▶
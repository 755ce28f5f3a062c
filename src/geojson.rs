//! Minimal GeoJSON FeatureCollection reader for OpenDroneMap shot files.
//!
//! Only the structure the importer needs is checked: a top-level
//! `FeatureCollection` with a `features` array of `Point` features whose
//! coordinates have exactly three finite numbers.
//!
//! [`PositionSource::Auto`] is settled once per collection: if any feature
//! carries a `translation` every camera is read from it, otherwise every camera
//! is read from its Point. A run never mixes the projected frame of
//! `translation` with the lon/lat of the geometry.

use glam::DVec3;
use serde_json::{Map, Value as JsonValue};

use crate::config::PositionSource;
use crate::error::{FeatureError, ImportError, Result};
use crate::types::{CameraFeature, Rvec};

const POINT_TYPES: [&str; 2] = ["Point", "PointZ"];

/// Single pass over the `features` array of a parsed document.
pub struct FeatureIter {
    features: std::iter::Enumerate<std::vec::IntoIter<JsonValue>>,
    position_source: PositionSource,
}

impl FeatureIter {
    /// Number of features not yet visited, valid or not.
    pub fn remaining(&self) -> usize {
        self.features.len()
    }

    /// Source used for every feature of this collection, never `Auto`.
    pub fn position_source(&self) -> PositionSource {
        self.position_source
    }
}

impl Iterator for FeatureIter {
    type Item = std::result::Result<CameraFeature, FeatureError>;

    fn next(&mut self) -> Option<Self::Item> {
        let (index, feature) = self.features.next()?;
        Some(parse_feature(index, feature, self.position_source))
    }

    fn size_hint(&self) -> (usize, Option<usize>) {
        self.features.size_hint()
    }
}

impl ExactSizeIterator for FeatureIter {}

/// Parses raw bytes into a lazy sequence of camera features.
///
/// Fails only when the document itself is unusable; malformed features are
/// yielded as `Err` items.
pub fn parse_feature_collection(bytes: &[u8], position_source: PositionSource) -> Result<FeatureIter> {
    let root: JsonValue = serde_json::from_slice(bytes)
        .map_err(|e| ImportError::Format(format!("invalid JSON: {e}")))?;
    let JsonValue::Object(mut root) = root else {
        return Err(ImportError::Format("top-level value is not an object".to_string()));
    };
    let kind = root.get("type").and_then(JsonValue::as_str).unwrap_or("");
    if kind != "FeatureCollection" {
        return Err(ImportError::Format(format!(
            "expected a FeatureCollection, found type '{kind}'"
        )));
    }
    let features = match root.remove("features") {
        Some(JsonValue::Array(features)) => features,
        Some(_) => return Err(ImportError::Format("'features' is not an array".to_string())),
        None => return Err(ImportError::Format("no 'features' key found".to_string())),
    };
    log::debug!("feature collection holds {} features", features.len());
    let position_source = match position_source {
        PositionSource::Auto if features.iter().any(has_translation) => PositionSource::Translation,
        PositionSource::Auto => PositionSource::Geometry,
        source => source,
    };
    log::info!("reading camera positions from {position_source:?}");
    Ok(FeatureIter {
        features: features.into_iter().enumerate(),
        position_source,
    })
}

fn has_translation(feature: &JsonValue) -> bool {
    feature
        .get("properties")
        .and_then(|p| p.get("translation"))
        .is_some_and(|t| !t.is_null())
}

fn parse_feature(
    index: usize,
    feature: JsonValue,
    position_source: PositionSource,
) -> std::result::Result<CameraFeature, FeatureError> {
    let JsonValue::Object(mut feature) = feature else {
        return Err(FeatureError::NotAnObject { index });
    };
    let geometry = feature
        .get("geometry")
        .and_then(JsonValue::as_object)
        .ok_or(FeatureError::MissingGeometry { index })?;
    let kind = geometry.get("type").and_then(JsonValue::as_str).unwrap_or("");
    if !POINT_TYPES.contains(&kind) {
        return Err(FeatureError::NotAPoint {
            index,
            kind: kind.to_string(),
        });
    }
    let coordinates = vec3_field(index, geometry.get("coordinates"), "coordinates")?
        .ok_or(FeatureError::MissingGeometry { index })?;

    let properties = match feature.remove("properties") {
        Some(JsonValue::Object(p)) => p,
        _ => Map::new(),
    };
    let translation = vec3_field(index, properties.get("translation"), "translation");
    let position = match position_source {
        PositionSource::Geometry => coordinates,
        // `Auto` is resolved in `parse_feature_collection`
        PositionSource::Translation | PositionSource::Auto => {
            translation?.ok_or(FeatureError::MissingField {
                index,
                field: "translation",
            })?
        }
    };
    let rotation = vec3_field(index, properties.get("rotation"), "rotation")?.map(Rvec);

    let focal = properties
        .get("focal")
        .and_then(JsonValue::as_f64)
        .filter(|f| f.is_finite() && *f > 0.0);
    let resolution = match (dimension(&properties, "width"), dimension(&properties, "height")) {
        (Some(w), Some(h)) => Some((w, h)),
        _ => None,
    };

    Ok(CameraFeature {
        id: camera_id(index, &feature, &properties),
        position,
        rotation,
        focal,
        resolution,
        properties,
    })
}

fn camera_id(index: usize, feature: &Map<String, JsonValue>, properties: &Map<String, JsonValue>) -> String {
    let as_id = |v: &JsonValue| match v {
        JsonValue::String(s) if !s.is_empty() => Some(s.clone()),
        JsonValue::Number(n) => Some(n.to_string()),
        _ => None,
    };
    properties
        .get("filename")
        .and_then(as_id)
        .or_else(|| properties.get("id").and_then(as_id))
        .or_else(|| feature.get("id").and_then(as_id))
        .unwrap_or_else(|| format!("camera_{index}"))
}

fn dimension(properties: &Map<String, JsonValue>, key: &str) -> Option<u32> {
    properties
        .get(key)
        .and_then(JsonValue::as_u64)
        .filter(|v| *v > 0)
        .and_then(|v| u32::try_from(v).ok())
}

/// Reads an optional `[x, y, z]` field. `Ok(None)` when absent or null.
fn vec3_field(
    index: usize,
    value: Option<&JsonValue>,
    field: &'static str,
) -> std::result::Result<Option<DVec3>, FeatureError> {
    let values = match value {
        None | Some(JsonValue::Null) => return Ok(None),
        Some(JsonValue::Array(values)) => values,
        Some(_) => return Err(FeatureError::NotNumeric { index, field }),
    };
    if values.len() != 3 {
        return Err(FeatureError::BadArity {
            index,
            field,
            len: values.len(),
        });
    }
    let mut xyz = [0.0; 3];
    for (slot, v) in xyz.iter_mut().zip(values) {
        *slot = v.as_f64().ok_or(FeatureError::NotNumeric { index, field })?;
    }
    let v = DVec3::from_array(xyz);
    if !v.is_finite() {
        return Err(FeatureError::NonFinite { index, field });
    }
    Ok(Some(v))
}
◀
▶ _EXERCISE AIM_:
Could you write out every entry above exactly as it appears?

▶ _TASK SOLUTION_:
repository 755ce28f5f3a062c
filename src/geojson.rs
//! Minimal GeoJSON FeatureCollection reader for OpenDroneMap shot files.
//!
//! Only the structure the importer needs is checked: a top-level
//! `FeatureCollection` with a `features` array of `Point` features whose
//! coordinates have exactly three finite numbers.
//!
//! [`PositionSource::Auto`] is settled once per collection: if any feature
//! carries a `translation` every camera is read from it, otherwise every camera
//! is read from its Point. A run never mixes the projected frame of
//! `translation` with the lon/lat of the geometry.

use glam::DVec3;
use serde_json::{Map, Value as JsonValue};

use crate::config::PositionSource;
use crate::error::{FeatureError, ImportError, Result};
use crate::types::{CameraFeature, Rvec};

const POINT_TYPES: [&str; 2] = ["Point", "PointZ"];

/// Single pass over the `features` array of a parsed document.
pub struct FeatureIter {
    features: std::iter::Enumerate<std::vec::IntoIter<JsonValue>>,
    position_source: PositionSource,
}

impl FeatureIter {
    /// Number of features not yet visited, valid or not.
    pub fn remaining(&self) -> usize {
        self.features.len()
    }

    /// Source used for every feature of this collection, never `Auto`.
    pub fn position_source(&self) -> PositionSource {
        self.position_source
    }
}

impl Iterator for FeatureIter {
    type Item = std::result::Result<CameraFeature, FeatureError>;

    fn next(&mut self) -> Option<Self::Item> {
        let (index, feature) = self.features.next()?;
        Some(parse_feature(index, feature, self.position_source))
    }

    fn size_hint(&self) -> (usize, Option<usize>) {
        self.features.size_hint()
    }
}

impl ExactSizeIterator for FeatureIter {}

/// Parses raw bytes into a lazy sequence of camera features.
///
/// Fails only when the document itself is unusable; malformed features are
/// yielded as `Err` items.
pub fn parse_feature_collection(bytes: &[u8], position_source: PositionSource) -> Result<FeatureIter> {
    let root: JsonValue = serde_json::from_slice(bytes)
        .map_err(|e| ImportError::Format(format!("invalid JSON: {e}")))?;
    let JsonValue::Object(mut root) = root else {
        return Err(ImportError::Format("top-level value is not an object".to_string()));
    };
    let kind = root.get("type").and_then(JsonValue::as_str).unwrap_or("");
    if kind != "FeatureCollection" {
        return Err(ImportError::Format(format!(
            "expected a FeatureCollection, found type '{kind}'"
        )));
    }
    let features = match root.remove("features") {
        Some(JsonValue::Array(features)) => features,
        Some(_) => return Err(ImportError::Format("'features' is not an array".to_string())),
        None => return Err(ImportError::Format("no 'features' key found".to_string())),
    };
    log::debug!("feature collection holds {} features", features.len());
    let position_source = match position_source {
        PositionSource::Auto if features.iter().any(has_translation) => PositionSource::Translation,
        PositionSource::Auto => PositionSource::Geometry,
        source => source,
    };
    log::info!("reading camera positions from {position_source:?}");
    Ok(FeatureIter {
        features: features.into_iter().enumerate(),
        position_source,
    })
}

fn has_translation(feature: &JsonValue) -> bool {
    feature
        .get("properties")
        .and_then(|p| p.get("translation"))
        .is_some_and(|t| !t.is_null())
}

fn parse_feature(
    index: usize,
    feature: JsonValue,
    position_source: PositionSource,
) -> std::result::Result<CameraFeature, FeatureError> {
    let JsonValue::Object(mut feature) = feature else {
        return Err(FeatureError::NotAnObject { index });
    };
    let geometry = feature
        .get("geometry")
        .and_then(JsonValue::as_object)
        .ok_or(FeatureError::MissingGeometry { index })?;
    let kind = geometry.get("type").and_then(JsonValue::as_str).unwrap_or("");
    if !POINT_TYPES.contains(&kind) {
        return Err(FeatureError::NotAPoint {
            index,
            kind: kind.to_string(),
        });
    }
    let coordinates = vec3_field(index, geometry.get("coordinates"), "coordinates")?
        .ok_or(FeatureError::MissingGeometry { index })?;

    let properties = match feature.remove("properties") {
        Some(JsonValue::Object(p)) => p,
        _ => Map::new(),
    };
    let translation = vec3_field(index, properties.get("translation"), "translation");
    let position = match position_source {
        PositionSource::Geometry => coordinates,
        // `Auto` is resolved in `parse_feature_collection`
        PositionSource::Translation | PositionSource::Auto => {
            translation?.ok_or(FeatureError::MissingField {
                index,
                field: "translation",
            })?
        }
    };
    let rotation = vec3_field(index, properties.get("rotation"), "rotation")?.map(Rvec);

    let focal = properties
        .get("focal")
        .and_then(JsonValue::as_f64)
        .filter(|f| f.is_finite() && *f > 0.0);
    let resolution = match (dimension(&properties, "width"), dimension(&properties, "height")) {
        (Some(w), Some(h)) => Some((w, h)),
        _ => None,
    };

    Ok(CameraFeature {
        id: camera_id(index, &feature, &properties),
        position,
        rotation,
        focal,
        resolution,
        properties,
    })
}

fn camera_id(index: usize, feature: &Map<String, JsonValue>, properties: &Map<String, JsonValue>) -> String {
    let as_id = |v: &JsonValue| match v {
        JsonValue::String(s) if !s.is_empty() => Some(s.clone()),
        JsonValue::Number(n) => Some(n.to_string()),
        _ => None,
    };
    properties
        .get("filename")
        .and_then(as_id)
        .or_else(|| properties.get("id").and_then(as_id))
        .or_else(|| feature.get("id").and_then(as_id))
        .unwrap_or_else(|| format!("camera_{index}"))
}

fn dimension(properties: &Map<String, JsonValue>, key: &str) -> Option<u32> {
    properties
        .get(key)
        .and_then(JsonValue::as_u64)
        .filter(|v| *v > 0)
        .and_then(|v| u32::try_from(v).ok())
}

/// Reads an optional `[x, y, z]` field. `Ok(None)` when absent or null.
fn vec3_field(
    index: usize,
    value: Option<&JsonValue>,
    field: &'static str,
) -> std::result::Result<Option<DVec3>, FeatureError> {
    let values = match value {
        None | Some(JsonValue::Null) => return Ok(None),
        Some(JsonValue::Array(values)) => values,
        Some(_) => return Err(FeatureError::NotNumeric { index, field }),
    };
    if values.len() != 3 {
        return Err(FeatureError::BadArity {
            index,
            field,
            len: values.len(),
        });
    }
    let mut xyz = [0.0; 3];
    for (slot, v) in xyz.iter_mut().zip(values) {
        *slot = v.as_f64().ok_or(FeatureError::NotNumeric { index, field })?;
    }
    let v = DVec3::from_array(xyz);
    if !v.is_finite() {
        return Err(FeatureError::NonFinite { index, field });
    }
    Ok(Some(v))
}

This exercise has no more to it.